• Saturday, July 27, 2024
businessday logo

BusinessDay

Nigeria should switch to managed currency float, Ecobank says

Ecobank

Nigeria, whose currency lost almost 8 percent against the dollar this year, would benefit from letting market forces have more say over its exchange rate, according to Albert Essien, chief executive officer of Ecobank Transnational Inc.

“I would move to a regime of managed floating of the currency,” Essien, head of the largest pan-African lender which is active in 36 countries, said in an interview at Bloomberg’s office in London on Friday. “I don’t see how they can manage to intervene the way they are doing. I need to know how they could continue to hold on.”

Nigeria’s central bank on Thursday vowed to fight off speculators taking bets it will devalue the naira after Kazakhstan became the latest country to abandon control of its currency this week.

The naira could be the next currency to go, analysts including Bernd Berg of Societe Generale SA said. The currency is 20 percent overvalued, Renaissance Capital economist Yvonne Mhango said in note on Thursday.

Essien said the central bank would still have to intervene to stabilize the naira even if it did ease restrictions. The regulator may establish a target band for the currency in that scenario, he said.

“Perhaps it may not be advisable to leave it totally to the markets without some guidance in the short to mid-term,” Essien said. “When all these challenges — in China and not knowing what the U.S. would do — abate then perhaps you could take a chance of floating fully.”

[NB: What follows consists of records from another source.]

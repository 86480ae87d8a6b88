//! Flat PCI configuration-space scan.
//!
//! Walks every bus/device/function the legacy CONFIG_ADDRESS/CONFIG_DATA I/O
//! ports (0xCF8/0xCFC) can see and returns the class/vendor/device identity
//! of anything that answers. No capability list walking, no MSI/MSI-X setup,
//! no BAR sizing -- the device manager only needs enough to match a driver's
//! `BusMatch` against.

use alloc::vec::Vec;

const CONFIG_ADDRESS: u16 = 0xCF8;
const CONFIG_DATA: u16 = 0xCFC;

#[derive(Debug, Clone, Copy)]
pub struct BusDevice {
    pub bus: u8,
    pub device: u8,
    pub function: u8,
    pub vendor: u16,
    pub device_id: u16,
    pub class: u8,
    pub subclass: u8,
    pub prog_if: u8,
}

fn config_address(bus: u8, device: u8, function: u8, offset: u8) -> u32 {
    0x8000_0000
        | ((bus as u32) << 16)
        | ((device as u32) << 11)
        | ((function as u32) << 8)
        | (offset as u32 & 0xFC)
}

fn read_config_dword(bus: u8, device: u8, function: u8, offset: u8) -> u32 {
    // SAFETY: CONFIG_ADDRESS/CONFIG_DATA are the documented legacy PCI
    // mechanism #1 ports; writing a well-formed address then reading the
    // data port back is the standard access sequence.
    unsafe {
        crate::arch::x86_64::outl(CONFIG_ADDRESS, config_address(bus, device, function, offset));
        crate::arch::x86_64::inl(CONFIG_DATA)
    }
}

fn probe(bus: u8, device: u8, function: u8) -> Option<BusDevice> {
    let id = read_config_dword(bus, device, function, 0x00);
    let vendor = (id & 0xFFFF) as u16;
    if vendor == 0xFFFF {
        return None;
    }
    let device_id = (id >> 16) as u16;
    let class_reg = read_config_dword(bus, device, function, 0x08);
    Some(BusDevice {
        bus,
        device,
        function,
        vendor,
        device_id,
        class: (class_reg >> 24) as u8,
        subclass: (class_reg >> 16) as u8,
        prog_if: (class_reg >> 8) as u8,
    })
}

fn has_multiple_functions(bus: u8, device: u8) -> bool {
    let header_type = (read_config_dword(bus, device, 0, 0x0C) >> 16) as u8;
    header_type & 0x80 != 0
}

/// Scan every bus/device/function. Brute force (256 x 32 x 8), but this only
/// runs once at boot and each probe is a single port round trip.
pub fn scan() -> Vec<BusDevice> {
    let mut found = Vec::new();
    for bus in 0..=255u16 {
        let bus = bus as u8;
        for device in 0..32u8 {
            match probe(bus, device, 0) {
                None => continue,
                Some(dev0) => {
                    found.push(dev0);
                    if has_multiple_functions(bus, device) {
                        for function in 1..8u8 {
                            if let Some(dev) = probe(bus, device, function) {
                                found.push(dev);
                            }
                        }
                    }
                }
            }
        }
    }
    found
}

The central bank imposed trading restrictions in February to prevent dollars from fleeing the economy. It bolstered rules after a strategy of burning through foreign reserves, down 8 percent this year to $31.6 billion, failed to stop the naira sliding to a record 206.32 per dollar on Feb. 12.

Ecobank reported a 26 percent rise in net income over the period largely due to “managing costs” and expects the full year profit before tax to grow at about 20 percent, Essien said. The group’s non performing loans will be lower than 5 percent this year, he said.

Ecobank is still on track to divest 25 percent of its Nigerian subsidiary this year to local and international investors, Essien said, without elaborating. The unit needs a minimum of $350 million of extra capital, he added.

Essien steps down in September and will be replaced by Ade Ayeyemi, CEO of Citigroup Inc. in sub-Saharan Africa.